Raquel Welch, erotismo de carne y hueso
La actriz norteamericana, que encarnó el arquetipo de la mujer 'sex-symbol', atrapada en el laberinto de su imagen, alcanzó la fama internacional sin conseguir la gloria cinematográfica
21 febrero, 2023 19:30Apareció cuando la humanidad proclamaba ya el fin de la herencia genética. Faltaba poco para que la cirugía plástica hegemonizara los senos y los glúteos de las estrellas, a base de silicona y sin contar con los cromosomas.
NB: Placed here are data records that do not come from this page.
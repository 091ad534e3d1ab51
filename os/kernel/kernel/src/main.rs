//! # Kernel Entry Point
//!
//! A Multiboot2 loader jumps to [`_start`] in 32-bit protected mode with
//! paging off, the magic in `eax` and the boot information in `ebx`. The
//! entry sets up a stack, installs the QEMU logger, copies the memory map
//! and hands over to the memory bootstrap.
//!
//! Built for any other target, this is an empty program so that the
//! workspace builds and tests on the host.

#![cfg_attr(all(target_arch = "x86", target_os = "none"), no_std, no_main)]
#![allow(unsafe_code)]

#[cfg(all(target_arch = "x86", target_os = "none"))]
mod allocator;
#[cfg_attr(not(all(target_arch = "x86", target_os = "none")), allow(dead_code))]
mod multiboot;

#[cfg(all(target_arch = "x86", target_os = "none"))]
mod entry {
    use crate::allocator::{HEAP, MMU};
    use crate::multiboot::MemoryMap;
    use kernel_info::boot::{BootInfo, KernelImage, MULTIBOOT2_BOOTLOADER_MAGIC};
    use kernel_info::fault::KernelFault;
    use kernel_memory_addresses::PhysicalAddress;
    use kernel_qemu::QemuLogger;
    use log::LevelFilter;

    const LOG_LEVEL: LevelFilter = LevelFilter::Debug;

    const BOOT_STACK_SIZE: usize = 64 * 1024;

    const MULTIBOOT2_HEADER_MAGIC: u32 = 0xE852_50D6;
    const MULTIBOOT2_ARCHITECTURE_I386: u32 = 0;

    #[repr(C, align(8))]
    struct Multiboot2Header {
        magic: u32,
        architecture: u32,
        header_length: u32,
        checksum: u32,
        /// Type, flags and size of the end tag.
        end_tag: [u32; 2],
    }

    #[allow(clippy::cast_possible_truncation)]
    const HEADER_LENGTH: u32 = size_of::<Multiboot2Header>() as u32;

    #[used]
    #[unsafe(link_section = ".multiboot2")]
    static MULTIBOOT2_HEADER: Multiboot2Header = Multiboot2Header {
        magic: MULTIBOOT2_HEADER_MAGIC,
        architecture: MULTIBOOT2_ARCHITECTURE_I386,
        header_length: HEADER_LENGTH,
        checksum: 0u32
            .wrapping_sub(MULTIBOOT2_HEADER_MAGIC)
            .wrapping_sub(MULTIBOOT2_ARCHITECTURE_I386)
            .wrapping_sub(HEADER_LENGTH),
        end_tag: [0, 8],
    };

    /// 16-byte aligned stack
    #[repr(align(16))]
    struct Aligned<const N: usize>([u8; N]);

    #[unsafe(link_section = ".bss.boot")]
    #[unsafe(no_mangle)]
    static mut BOOT_STACK: Aligned<BOOT_STACK_SIZE> = Aligned([0; BOOT_STACK_SIZE]);

    unsafe extern "C" {
        /// First byte of the loaded image, from the linker script.
        safe static KERNEL_DATA_START: u8;
        /// First byte past the loaded image, `.bss` included.
        safe static KERNEL_DATA_END: u8;
    }

    /// The kernel entry point.
    ///
    /// # Naked function & Stack
    /// The loader gives us no stack, so this sets one up before any Rust code
    /// runs and passes `eax` and `ebx` on to [`kernel_entry`] as cdecl
    /// arguments.
    #[unsafe(no_mangle)]
    #[unsafe(naked)]
    pub extern "C" fn _start() -> ! {
        core::arch::naked_asm!(
            "cli",
            "lea esp, [{stack} + {stack_size}]",
            "xor ebp, ebp",
            "push ebx",
            "push eax",
            "call {rust_entry}",
            "2:",
            "hlt",
            "jmp 2b",
            stack = sym BOOT_STACK,
            stack_size = const BOOT_STACK_SIZE,
            rust_entry = sym kernel_entry,
        );
    }

    extern "C" fn kernel_entry(magic: u32, info: *const u8) -> ! {
        if QemuLogger::new(LOG_LEVEL).init().is_err() {
            kernel_qemu::qemu_trace!("logger already installed\n");
        }
        log::info!("kernel reporting to QEMU");

        if magic != MULTIBOOT2_BOOTLOADER_MAGIC {
            log::error!("boot loader magic {magic:#010x}");
            KernelFault::InvalidArgument("not started by a Multiboot2 loader").fire();
        }
        let memory_map = match unsafe { MemoryMap::from_info(info) } {
            Ok(map) => map,
            Err(e) => {
                log::error!("{e}");
                KernelFault::InvalidArgument("unusable boot information").fire();
            }
        };
        memory_map.log();

        let kernel = KernelImage {
            start: image_address(&raw const KERNEL_DATA_START),
            end: image_address(&raw const KERNEL_DATA_END),
        };
        let boot = BootInfo {
            memory_map: memory_map.entries(),
            kernel,
        };

        let context = kernel_boot::enter(&MMU, &boot, &HEAP);
        let refilled = context.memory.refill_paging_area();
        log::debug!("paging area pool topped up by {refilled} pages");
        context.debug_log();

        log::info!("memory management is up, halting");
        halt()
    }

    fn image_address(symbol: *const u8) -> PhysicalAddress {
        match u32::try_from(symbol.addr()) {
            Ok(address) => PhysicalAddress::new(address),
            Err(_) => KernelFault::IllegalState("kernel image outside of 32-bit memory").fire(),
        }
    }

    fn halt() -> ! {
        loop {
            unsafe { core::arch::asm!("cli", "hlt", options(nomem, nostack)) };
        }
    }

    #[panic_handler]
    fn panic(info: &core::panic::PanicInfo) -> ! {
        log::error!("kernel panic: {info}");
        halt()
    }
}

#[cfg(not(all(target_arch = "x86", target_os = "none")))]
fn main() {
    eprintln!("the kernel image only runs on bare-metal i686; build it with --target i686-kernel.json");
}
A Raquel Welch nos la imaginábamos como la última mujer de carne y hueso, cuando la descubrimos en Thunderball, saliendo del mar, como una sirena en brazos de Sean Connery, en el apogeo de aquel agente 007 que se iría distanciando de sí mismo hasta llegar a la monumental Casa Rusia, junto a Pfeiffer y Brandauer, un peliculón. Después del capítulo Bond, llegaría la Loana de Hace un millón de años, el deseo prehistórico, bikini color de piel, con el que Wellch delimitó la frontera entre el puritanismo y el comienzo de la era liberal de Hollywood, que ahora vuelve a caer en picado, al amparo de la corrección política.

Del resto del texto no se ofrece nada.